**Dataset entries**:
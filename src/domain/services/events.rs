use anyhow::Result;
use crossterm::event::Event as CrosstermEvent;
use crossterm::event::EventStream;
use crossterm::event::KeyEventKind;
use crossterm::event::MouseEventKind;
use futures::StreamExt;
use tokio::sync::mpsc;
use tokio::time;
use tui_textarea::Input;
use tui_textarea::Key;

use crate::domain::models::Event;

/// Merges terminal input, backend results, and a periodic tick into a single
/// stream for the UI loop.
pub struct EventsService {
    crossterm_events: EventStream,
    events: mpsc::UnboundedReceiver<Event>,
}

impl EventsService {
    pub fn new(events: mpsc::UnboundedReceiver<Event>) -> EventsService {
        return EventsService {
            crossterm_events: EventStream::new(),
            events,
        };
    }

    fn handle_crossterm(&self, event: CrosstermEvent) -> Option<Event> {
        match event {
            CrosstermEvent::Paste(text) => {
                return Some(Event::KeyboardPaste(text));
            }
            CrosstermEvent::Resize(_, _) => {
                return Some(Event::UIResize());
            }
            CrosstermEvent::Mouse(mouseevent) => match mouseevent.kind {
                MouseEventKind::ScrollUp => return Some(Event::UIScrollUp()),
                MouseEventKind::ScrollDown => return Some(Event::UIScrollDown()),
                _ => return None,
            },
            CrosstermEvent::Key(keyevent) => {
                // Windows reports both press and release.
                if keyevent.kind == KeyEventKind::Release {
                    return None;
                }

                match keyevent.into() {
                    Input { key: Key::Down, .. } => return Some(Event::UIScrollDown()),
                    Input { key: Key::Up, .. } => return Some(Event::UIScrollUp()),
                    Input {
                        key: Key::PageDown, ..
                    } => return Some(Event::UIScrollPageDown()),
                    Input { key: Key::PageUp, .. } => return Some(Event::UIScrollPageUp()),
                    Input {
                        key: Key::Char('d'),
                        ctrl: true,
                        ..
                    } => return Some(Event::UIScrollPageDown()),
                    Input {
                        key: Key::Char('u'),
                        ctrl: true,
                        ..
                    } => return Some(Event::UIScrollPageUp()),
                    Input {
                        key: Key::Char('c'),
                        ctrl: true,
                        ..
                    } => return Some(Event::KeyboardCTRLC()),
                    Input {
                        key: Key::Char('k'),
                        ctrl: true,
                        ..
                    } => return Some(Event::KeyboardCTRLK()),
                    Input {
                        key: Key::Char('l'),
                        ctrl: true,
                        ..
                    } => return Some(Event::KeyboardCTRLL()),
                    Input { key: Key::Esc, .. } => return Some(Event::KeyboardEsc()),
                    Input {
                        key: Key::Enter, ..
                    } => return Some(Event::KeyboardEnter()),
                    input => return Some(Event::KeyboardCharInput(input)),
                }
            }
            _ => return None,
        }
    }

    pub async fn next(&mut self) -> Result<Event> {
        loop {
            let evt = tokio::select! {
                event = self.events.recv() => event,
                event = self.crossterm_events.next() => match event {
                    Some(Ok(input)) => self.handle_crossterm(input),
                    Some(Err(_)) => None,
                    None => None
                },
                _ = time::sleep(time::Duration::from_millis(500)) => Some(Event::UITick())
            };

            if let Some(event) = evt {
                return Ok(event);
            }
        }
    }
}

**WHAT THIS TASK INVOLVES**:
For every line above that has "time" in it, copy the line.

**SOLUTION TO THE PROBLEM**:
use tokio::time;
                _ = time::sleep(time::Duration::from_millis(500)) => Some(Event::UITick())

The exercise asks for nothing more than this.